··· SUPPLIED INFORMATION

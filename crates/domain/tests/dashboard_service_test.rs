use std::sync::Arc;

use chrono::Duration;
use dashboard_core::{
    models::{metric, CursorBasis, ExecutionCursor, QueueState, Task},
    DashboardError, FixedClock,
};
use dashboard_domain::{
    CatalogFilter, DashboardService, ExecutionDuration, ExecutionHistoryPaginator, SectionState, PAGE_SIZE,
};
use dashboard_testing_utils::{
    base_time, broker_overview, log_entry, ExecutionRecordBuilder, MockBrokerClient, MockExecutionRepository,
    MockLogRepository, MockSchedulerClient, QueueSnapshotBuilder,
};
use uuid::Uuid;

fn service(
    broker: MockBrokerClient,
    scheduler: MockSchedulerClient,
    executions: MockExecutionRepository,
    logs: MockLogRepository,
) -> DashboardService {
    DashboardService::new(
        Arc::new(broker),
        Arc::new(scheduler),
        Arc::new(executions),
        Arc::new(logs),
        Arc::new(FixedClock::new(base_time())),
    )
}

#[tokio::test]
async fn test_overview_synchronizes_charts() {
    let executions = MockExecutionRepository::with_records(vec![
        ExecutionRecordBuilder::new("a")
            .succeeded(base_time() - Duration::hours(1), base_time())
            .build(),
        ExecutionRecordBuilder::new("a")
            .failed(base_time() - Duration::hours(2), base_time(), "boom")
            .build(),
        ExecutionRecordBuilder::new("a")
            .succeeded(base_time() - Duration::hours(30), base_time() - Duration::hours(29))
            .build(),
    ]);
    let broker = MockBrokerClient::new().with_overview(broker_overview(3, 4, 2, 90_061));
    let service = service(broker, MockSchedulerClient::new(), executions, MockLogRepository::new());

    let view = service.overview().await.unwrap();

    let broker = view.broker.data().unwrap();
    assert_eq!(broker.queues, 4);
    assert_eq!(broker.consumers, 2);
    assert_eq!(broker.uptime_label, "1d 1h 1m 1s");
    assert_eq!(broker.data_rate.len(), 3);
    assert_eq!(broker.data_rate[2].timestamp, base_time());
    assert_eq!(broker.data_rate[0].timestamp, base_time() - Duration::milliseconds(10_000));
    assert_eq!(broker.data_rate[0].value("recv_oct"), Some(1.0));
    assert_eq!(broker.data_rate[0].value("send_oct"), Some(4.0));
    assert_eq!(broker.queued_messages[1].value("ready"), Some(101.0));
    assert_eq!(broker.message_rates[0].values.len(), metric::MESSAGE_RATES.len());

    let activity = view.activity.data().unwrap();
    assert_eq!(activity.executions, 2);
    assert_eq!(activity.errors, 1);
}

#[tokio::test]
async fn test_overview_sections_degrade_independently() {
    let service = service(
        MockBrokerClient::unavailable(),
        MockSchedulerClient::new(),
        MockExecutionRepository::new(),
        MockLogRepository::new(),
    );
    let view = service.overview().await.unwrap();
    assert!(!view.broker.is_available());
    assert!(view.activity.is_available());

    let service = service_with_store_down();
    let view = service.overview().await.unwrap();
    assert!(view.broker.is_available());
    assert!(!view.activity.is_available());
}

fn service_with_store_down() -> DashboardService {
    service(
        MockBrokerClient::new().with_overview(broker_overview(2, 1, 1, 5)),
        MockSchedulerClient::new(),
        MockExecutionRepository::unavailable(),
        MockLogRepository::new(),
    )
}

#[tokio::test]
async fn test_overview_mismatched_broker_logs_fail() {
    let mut overview = broker_overview(3, 1, 1, 5);
    overview.send_oct_details.log.pop();
    let service = service(
        MockBrokerClient::new().with_overview(overview),
        MockSchedulerClient::new(),
        MockExecutionRepository::new(),
        MockLogRepository::new(),
    );

    let error = service.overview().await.unwrap_err();
    assert!(matches!(error, DashboardError::MalformedResponse { .. }));
}

#[tokio::test]
async fn test_catalog_left_join_with_missing_queue() {
    let scheduler = MockSchedulerClient::with_tasks(vec![
        Task::new("b").with_tags(["billing"]),
        Task::new("a"),
    ]);
    let broker = MockBrokerClient::new().with_queues(vec![
        QueueSnapshotBuilder::new("b")
            .vhost("jobs")
            .counts(3, 2)
            .rate(metric::ACK, 1.5, vec![])
            .rate(metric::REDELIVER, 0.2, vec![])
            .rate(metric::REJECT, 0.1, vec![])
            .build(),
        QueueSnapshotBuilder::new("unrelated").counts(100, 0).build(),
    ]);
    let service = service(broker, scheduler, MockExecutionRepository::new(), MockLogRepository::new());

    let view = service.task_catalog(&CatalogFilter::default()).await.unwrap();

    assert_eq!(view.rows.len(), 2);
    assert_eq!(view.rows[0].name, "a");
    assert_eq!(view.rows[0].pending, 0);
    assert_eq!(view.rows[0].success_rate, 0.0);
    assert_eq!(view.rows[0].error_rate, 0.0);
    assert_eq!(view.rows[0].vhost, None);
    assert_eq!(view.rows[1].pending, 5);
    assert_eq!(view.rows[1].success_rate, 1.5);
    assert_eq!(view.rows[1].error_rate, 0.2 + 0.1);
    assert_eq!(view.rows[1].vhost.as_deref(), Some("jobs"));
    assert_eq!(view.rows[1].queue_state, Some(QueueState::Running));
    assert_eq!(view.queues, SectionState::Available { data: 2 });
}

#[tokio::test]
async fn test_catalog_broker_down_uses_zero_fallback() {
    let scheduler = MockSchedulerClient::with_tasks(vec![Task::new("a"), Task::new("b")]);
    let service = service(
        MockBrokerClient::unavailable(),
        scheduler,
        MockExecutionRepository::new(),
        MockLogRepository::new(),
    );

    let view = service.task_catalog(&CatalogFilter::new("b")).await.unwrap();
    assert_eq!(view.rows.len(), 1);
    assert_eq!(view.rows[0].pending, 0);
    assert!(!view.queues.is_available());
}

#[tokio::test]
async fn test_catalog_scheduler_down_fails() {
    let service = service(
        MockBrokerClient::new(),
        MockSchedulerClient::unavailable(),
        MockExecutionRepository::new(),
        MockLogRepository::new(),
    );
    let error = service.task_catalog(&CatalogFilter::default()).await.unwrap_err();
    assert!(error.is_unavailable());
}

fn history(task: &str, count: usize, same_instant_every: usize) -> Vec<dashboard_core::models::ExecutionRecord> {
    (0..count)
        .map(|i| {
            ExecutionRecordBuilder::new(task)
                .with_id(Uuid::from_u128(i as u128 + 1))
                .published_secs((i / same_instant_every) as i64)
                .build()
        })
        .collect()
}

#[tokio::test]
async fn test_pages_concatenate_without_gaps_or_duplicates() {
    let mut records = history("job", 250, 7);
    records.extend(history("other", 30, 1));
    let repo = MockExecutionRepository::with_records(records.clone());
    let paginator = ExecutionHistoryPaginator::new(Arc::new(repo), CursorBasis::Published);

    let mut seen: Vec<ExecutionCursor> = Vec::new();
    let mut after = None;
    let mut pages = 0;
    loop {
        let page = paginator.page("job", after).await.unwrap();
        pages += 1;
        assert_eq!(page.has_more, page.rows.len() == PAGE_SIZE);
        assert!(page.stats.total_exec >= page.rows.len() as u64);
        assert_eq!(page.stats.total_exec, 250);
        seen.extend(page.rows.iter().map(|r| r.cursor));
        if !page.has_more {
            break;
        }
        after = page.next_after;
    }

    assert_eq!(pages, 3);
    assert_eq!(seen.len(), 250);
    assert!(seen.windows(2).all(|w| w[0] > w[1]));

    let mut expected: Vec<ExecutionCursor> = records
        .iter()
        .filter(|r| r.task_name == "job")
        .map(|r| r.cursor)
        .collect();
    expected.sort_by(|a, b| b.cmp(a));
    assert_eq!(seen, expected);
}

#[tokio::test]
async fn test_exactly_full_last_page_is_followed_by_empty_page() {
    let repo = MockExecutionRepository::with_records(history("job", PAGE_SIZE, 1));
    let paginator = ExecutionHistoryPaginator::new(Arc::new(repo), CursorBasis::Published);

    let first = paginator.page("job", None).await.unwrap();
    assert_eq!(first.rows.len(), PAGE_SIZE);
    assert!(first.has_more);
    assert_eq!(first.next_after, Some(first.rows[PAGE_SIZE - 1].cursor));

    let second = paginator.page("job", first.next_after).await.unwrap();
    assert!(second.rows.is_empty());
    assert!(!second.has_more);
    assert_eq!(second.next_after, None);
    assert_eq!(second.stats.total_exec, PAGE_SIZE as u64);
}

#[tokio::test]
async fn test_pages_stable_under_head_inserts() {
    let repo = MockExecutionRepository::with_records(history("job", 150, 1));
    let paginator = ExecutionHistoryPaginator::new(Arc::new(repo.clone()), CursorBasis::Published);

    let first = paginator.page("job", None).await.unwrap();
    assert_eq!(first.rows.len(), PAGE_SIZE);
    assert!(first.has_more);

    repo.insert(
        ExecutionRecordBuilder::new("job")
            .published_secs(10_000)
            .build(),
    );

    let second = paginator.page("job", first.next_after).await.unwrap();
    assert_eq!(second.rows.len(), 50);
    assert!(!second.has_more);
    assert_eq!(second.next_after, None);
    assert!(second.rows.iter().all(|row| row.cursor < first.rows[PAGE_SIZE - 1].cursor));
    assert_eq!(second.stats.total_exec, 151);
}

#[tokio::test]
async fn test_task_detail_renders_history_and_queue() {
    let scheduler = MockSchedulerClient::with_tasks(vec![Task::new("job")]);
    let broker = MockBrokerClient::new().with_queues(vec![
        QueueSnapshotBuilder::new("job")
            .counts(1, 1)
            .rate(metric::ACK, 2.0, vec![1.0, 2.0])
            .rate(metric::PUBLISH, 3.0, vec![3.0, 4.0])
            .build(),
    ]);
    let executions = MockExecutionRepository::with_records(vec![
        ExecutionRecordBuilder::new("job").published_secs(0).build(),
        ExecutionRecordBuilder::new("job")
            .published_secs(1)
            .running(base_time() + Duration::seconds(2))
            .build(),
        ExecutionRecordBuilder::new("job")
            .published_secs(2)
            .succeeded(base_time() + Duration::seconds(3), base_time() + Duration::milliseconds(7_500))
            .build(),
    ]);
    let service = service(broker, scheduler, executions, MockLogRepository::new());

    let view = service.task_detail("job", None, None).await.unwrap();
    assert_eq!(view.vhost, "/");

    let queue = view.queue.data().unwrap();
    assert_eq!(queue.metrics.pending, 2);
    assert_eq!(queue.message_rates.len(), 2);

    let history = view.history.data().unwrap();
    assert_eq!(history.stats.total_exec, 3);
    assert_eq!(history.stats.total_success, 1);
    assert!(!history.has_more);
    let durations: Vec<&ExecutionDuration> = history.executions.iter().map(|e| &e.duration).collect();
    assert_eq!(
        durations,
        vec![
            &ExecutionDuration::Elapsed {
                millis: 4_500,
                label: "4.5s".to_string()
            },
            &ExecutionDuration::InProgress,
            &ExecutionDuration::Planned,
        ]
    );
}

#[tokio::test]
async fn test_task_detail_unknown_vhost_gives_zero_metrics() {
    let scheduler = MockSchedulerClient::with_tasks(vec![Task::new("job")]);
    let broker = MockBrokerClient::new().with_queues(vec![QueueSnapshotBuilder::new("job").counts(9, 0).build()]);
    let service = service(broker, scheduler, MockExecutionRepository::new(), MockLogRepository::new());

    let view = service.task_detail("job", Some("elsewhere"), None).await.unwrap();
    assert_eq!(view.vhost, "elsewhere");
    let queue = view.queue.data().unwrap();
    assert!(queue.snapshot.is_none());
    assert_eq!(queue.metrics.pending, 0);
}

#[tokio::test]
async fn test_task_detail_missing_task_is_not_found() {
    let service = service(
        MockBrokerClient::new(),
        MockSchedulerClient::new(),
        MockExecutionRepository::new(),
        MockLogRepository::new(),
    );
    let error = service.task_detail("ghost", None, None).await.unwrap_err();
    assert!(error.is_not_found());
}

#[tokio::test]
async fn test_execution_detail_and_redispatch() {
    let record = ExecutionRecordBuilder::new("job").published_secs(0).build();
    let task_id = record.task_id;
    let executions = MockExecutionRepository::new();
    executions.insert_with_parameters(record, serde_json::json!({"to": "ops@example.com"}));

    let logs = MockLogRepository::with_entries(vec![
        log_entry(task_id, "info", "started", base_time()),
        log_entry(task_id, "error", "failed", base_time() + Duration::seconds(5)),
        log_entry(Uuid::new_v4(), "info", "unrelated", base_time()),
    ]);
    let scheduler = MockSchedulerClient::with_tasks(vec![Task::new("job")]);
    let service = service(MockBrokerClient::new(), scheduler.clone(), executions, logs);

    let detail = service.execution_detail(task_id).await.unwrap();
    assert_eq!(detail.task_name, "job");
    assert_eq!(detail.logs.len(), 2);
    assert_eq!(detail.logs[0].message, "failed");
    assert_eq!(detail.parameters["to"], "ops@example.com");

    let accepted = service.redispatch(task_id).await.unwrap();
    assert_eq!(accepted.task_name, "job");
    assert_eq!(
        scheduler.dispatched(),
        vec![("job".to_string(), serde_json::json!({"to": "ops@example.com"}))]
    );
}

#[tokio::test]
async fn test_unknown_execution_is_not_found() {
    let service = service(
        MockBrokerClient::new(),
        MockSchedulerClient::new(),
        MockExecutionRepository::new(),
        MockLogRepository::new(),
    );
    assert!(service.execution_detail(Uuid::new_v4()).await.unwrap_err().is_not_found());
    assert!(service.redispatch(Uuid::new_v4()).await.unwrap_err().is_not_found());
}

#[tokio::test]
async fn test_dispatch_requires_object_parameters() {
    let scheduler = MockSchedulerClient::with_tasks(vec![Task::new("job")]);
    let service = service(
        MockBrokerClient::new(),
        scheduler.clone(),
        MockExecutionRepository::new(),
        MockLogRepository::new(),
    );

    let error = service.dispatch("job", serde_json::json!([1, 2])).await.unwrap_err();
    assert!(matches!(error, DashboardError::Validation(_)));
    assert!(scheduler.dispatched().is_empty());

    service.dispatch("job", serde_json::json!({"n": 1})).await.unwrap();
    assert_eq!(scheduler.dispatched().len(), 1);
}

······

*PROBLEM STATEMENT*
In the entries above, find the line holding "assert!(!view.broker.is_available());" and the line holding "assert_eq!(view.rows[1].pending, 5);", then retype exactly those two lines and every line between them, and nothing else.

*SOLUTION TO THE PROBLEM*
    assert!(!view.broker.is_available());
    assert!(view.activity.is_available());

    let service = service_with_store_down();
    let view = service.overview().await.unwrap();
    assert!(view.broker.is_available());
    assert!(!view.activity.is_available());
}

fn service_with_store_down() -> DashboardService {
    service(
        MockBrokerClient::new().with_overview(broker_overview(2, 1, 1, 5)),
        MockSchedulerClient::new(),
        MockExecutionRepository::unavailable(),
        MockLogRepository::new(),
    )
}

#[tokio::test]
async fn test_overview_mismatched_broker_logs_fail() {
    let mut overview = broker_overview(3, 1, 1, 5);
    overview.send_oct_details.log.pop();
    let service = service(
        MockBrokerClient::new().with_overview(overview),
        MockSchedulerClient::new(),
        MockExecutionRepository::new(),
        MockLogRepository::new(),
    );

    let error = service.overview().await.unwrap_err();
    assert!(matches!(error, DashboardError::MalformedResponse { .. }));
}

#[tokio::test]
async fn test_catalog_left_join_with_missing_queue() {
    let scheduler = MockSchedulerClient::with_tasks(vec![
        Task::new("b").with_tags(["billing"]),
        Task::new("a"),
    ]);
    let broker = MockBrokerClient::new().with_queues(vec![
        QueueSnapshotBuilder::new("b")
            .vhost("jobs")
            .counts(3, 2)
            .rate(metric::ACK, 1.5, vec![])
            .rate(metric::REDELIVER, 0.2, vec![])
            .rate(metric::REJECT, 0.1, vec![])
            .build(),
        QueueSnapshotBuilder::new("unrelated").counts(100, 0).build(),
    ]);
    let service = service(broker, scheduler, MockExecutionRepository::new(), MockLogRepository::new());

    let view = service.task_catalog(&CatalogFilter::default()).await.unwrap();

    assert_eq!(view.rows.len(), 2);
    assert_eq!(view.rows[0].name, "a");
    assert_eq!(view.rows[0].pending, 0);
    assert_eq!(view.rows[0].success_rate, 0.0);
    assert_eq!(view.rows[0].error_rate, 0.0);
    assert_eq!(view.rows[0].vhost, None);
    assert_eq!(view.rows[1].pending, 5);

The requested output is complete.